# Linear Layer

In [1]:
import torch

## Raw Linear Layer

$$\begin{gathered}
y=x\cdot{W}+b, \\
\text{where }x\in\mathbb{R}^{N\times{n}}\text{, }y\in\mathbb{R}^{N\times{m}}. \\
\\
\text{Thus, }W\in\mathbb{R}^{n\times{m}}\text{ and }b\in\mathbb{R}^m.
\end{gathered}$$

In [2]:
W = torch.FloatTensor([[1, 2],
                       [3, 4],
                       [5, 6]])
b = torch.FloatTensor([2, 2])

In [3]:
print(W.size())
print(b.size())

torch.Size([3, 2])
torch.Size([2])


In [4]:
def linear(x, W, b):
    y = torch.matmul(x, W) + b
    
    return y

In [5]:
x = torch.FloatTensor([[1, 1, 1],
                       [2, 2, 2],
                       [3, 3, 3],
                       [4, 4, 4]])

print(x.size())

torch.Size([4, 3])


In [6]:
y = linear(x, W, b)
y

tensor([[11., 14.],
        [20., 26.],
        [29., 38.],
        [38., 50.]])

In [7]:
print(y.size())

torch.Size([4, 2])


## nn.Module

In [8]:
import torch.nn as nn

- import torch.nn as nn 후에
- nn.Module 이라는 추상 클래스를 상속받아서 씀

In [61]:
class MyLinear(nn.Module):

    def __init__(self, input_dim=3, output_dim=2):
        self.input_dim = input_dim
        self.output_dim = output_dim
        
        super().__init__() #이건 내가 위에서 오버라이딩 하기 전의 부모 클래스의 __init__메소드를 불러오는 거인 듯
        
        self.W = torch.FloatTensor(input_dim, output_dim)
        self.b = torch.FloatTensor(output_dim)

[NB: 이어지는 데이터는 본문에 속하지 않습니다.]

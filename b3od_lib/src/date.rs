//! Normalization of date-like inputs into a query date.

use chrono::{DateTime, FixedOffset, NaiveDate, NaiveDateTime};

use crate::error::B3Error;

/// Anything that can be turned into a query date.
#[derive(Clone, Debug, PartialEq)]
pub enum DateInput {
    Date(NaiveDate),
    DateTime(NaiveDateTime),
    /// A zoned timestamp; its local date is used.
    Zoned(DateTime<FixedOffset>),
    /// Unix timestamp in seconds, read as UTC.
    Timestamp(i64),
    /// ISO-8601 text.
    Text(String),
}

impl From<NaiveDate> for DateInput {
    fn from(value: NaiveDate) -> Self {
        Self::Date(value)
    }
}

impl From<NaiveDateTime> for DateInput {
    fn from(value: NaiveDateTime) -> Self {
        Self::DateTime(value)
    }
}

impl From<DateTime<FixedOffset>> for DateInput {
    fn from(value: DateTime<FixedOffset>) -> Self {
        Self::Zoned(value)
    }
}

impl From<DateTime<chrono::Utc>> for DateInput {
    fn from(value: DateTime<chrono::Utc>) -> Self {
        Self::Zoned(value.fixed_offset())
    }
}

impl From<i64> for DateInput {
    fn from(value: i64) -> Self {
        Self::Timestamp(value)
    }
}

impl From<&str> for DateInput {
    fn from(value: &str) -> Self {
        Self::Text(value.to_string())
    }
}

impl From<String> for DateInput {
    fn from(value: String) -> Self {
        Self::Text(value)
    }
}

impl From<&String> for DateInput {
    fn from(value: &String) -> Self {
        Self::Text(value.clone())
    }
}

const DATETIME_FORMATS: &[&str] = &[
    "%Y-%m-%dT%H:%M:%S%.f",
    "%Y-%m-%d %H:%M:%S%.f",
    "%Y-%m-%dT%H:%M",
    "%Y-%m-%d %H:%M",
];

/// Converts a date-like value into a calendar date.
pub fn normalize_date(input: impl Into<DateInput>) -> Result<NaiveDate, B3Error> {
    match input.into() {
        DateInput::Date(date) => Ok(date),
        DateInput::DateTime(dt) => Ok(dt.date()),
        DateInput::Zoned(dt) => Ok(dt.date_naive()),
        DateInput::Timestamp(secs) => DateTime::from_timestamp(secs, 0)
            .map(|dt| dt.date_naive())
            .ok_or_else(|| B3Error::InvalidDate(format!("timestamp {} is out of range", secs))),
        DateInput::Text(text) => parse_text(&text),
    }
}

fn parse_text(raw: &str) -> Result<NaiveDate, B3Error> {
    let text = raw.trim();
    if let Ok(date) = NaiveDate::parse_from_str(text, "%Y-%m-%d") {
        return Ok(date);
    }
    if text.len() == 8 && text.bytes().all(|b| b.is_ascii_digit()) {
        if let Ok(date) = NaiveDate::parse_from_str(text, "%Y%m%d") {
            return Ok(date);
        }
    }
    if let Ok(dt) = DateTime::parse_from_rfc3339(text) {
        return Ok(dt.date_naive());
    }
    DATETIME_FORMATS
        .iter()
        .find_map(|fmt| NaiveDateTime::parse_from_str(text, fmt).ok())
        .map(|dt| dt.date())
        .ok_or_else(|| B3Error::InvalidDate(format!("invalid date format '{}'", raw)))
}

#[cfg(test)]
mod tests {
    use super::*;
    use chrono::{NaiveTime, TimeZone, Utc};

    fn sept_28() -> NaiveDate {
        NaiveDate::from_ymd_opt(2021, 9, 28).unwrap()
    }

    #[test]
    fn date_passes_through() {
        assert_eq!(normalize_date(sept_28()).unwrap(), sept_28());
    }

    #[test]
    fn equivalent_inputs_agree() {
        let midnight = sept_28().and_time(NaiveTime::from_hms_opt(0, 0, 0).unwrap());
        let utc = Utc.from_utc_datetime(&midnight);
        let inputs: Vec<DateInput> = vec![
            sept_28().into(),
            midnight.into(),
            utc.into(),
            utc.timestamp().into(),
            "2021-09-28".into(),
            "20210928".into(),
            "2021-09-28T00:00:00".into(),
            "2021-09-28T00:00:00Z".into(),
            "2021-09-28 00:00:00.000".into(),
        ];
        for input in inputs {
            assert_eq!(normalize_date(input.clone()).unwrap(), sept_28(), "{:?}", input);
        }
    }

    #[test]
    fn zoned_uses_local_date() {
        let dt = DateTime::parse_from_rfc3339("2021-09-28T23:30:00-03:00").unwrap();
        assert_eq!(normalize_date(dt).unwrap(), sept_28());
    }

    #[test]
    fn surrounding_whitespace_is_ignored() {
        assert_eq!(normalize_date("  2021-09-28\n").unwrap(), sept_28());
    }

    #[test]
    fn garbage_is_rejected() {
        for bad in ["", "yesterday", "28/09/2021", "2021-13-01", "2021-02-30", "12345678"] {
            let err = normalize_date(bad).unwrap_err();
            assert!(matches!(err, B3Error::InvalidDate(_)), "{}", bad);
        }
    }

    #[test]
    fn out_of_range_timestamp_is_rejected() {
        assert!(matches!(
            normalize_date(i64::MAX),
            Err(B3Error::InvalidDate(_))
        ));
    }
}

    # You should override 'forward' method to implement detail.
    # The input arguments and outputs can be designed as you wish.
    def forward(self, x):
        # |x| = (batch_size, input_dim)
        y = torch.matmul(x, self.W) + self.b
        # |y| = (batch_size, input_dim) * (input_dim, output_dim)
        #     = (batch_size, output_dim)
        
        return y

In [62]:
x = torch.FloatTensor([[1, 1, 1],
                       [2, 2, 2],
                       [3, 3, 3],
                       [4, 4, 4]])
# 존나 헷갈린다... 얘는 minibatch 4, input dim은 3

In [63]:
linear = MyLinear(3, 2) # input dim이 3이고 output dim이 2인 w값 생성

y = linear(x)
y

tensor([[-6.6216e-07,  4.5916e-41],
        [-6.6216e-07,  4.5916e-41],
        [-6.6216e-07,  4.5916e-41],
        [-6.6216e-07,  4.5916e-41]])

In [19]:
print(y.size())

torch.Size([4, 2])


In [21]:
# nn.Module을 상속받은 instance들은 (여기서는 linear) parameters라는 메소드를 가짐
# 이건 trainable한 parameter들을 반환하는 메소드
for p in linear.parameters():
    print(p)
#여기선 학습 가능한 파라미터가 없음

You can see that there is no weight parameters to learn.
Above way can forward(or calculate) values, but it cannot be trained.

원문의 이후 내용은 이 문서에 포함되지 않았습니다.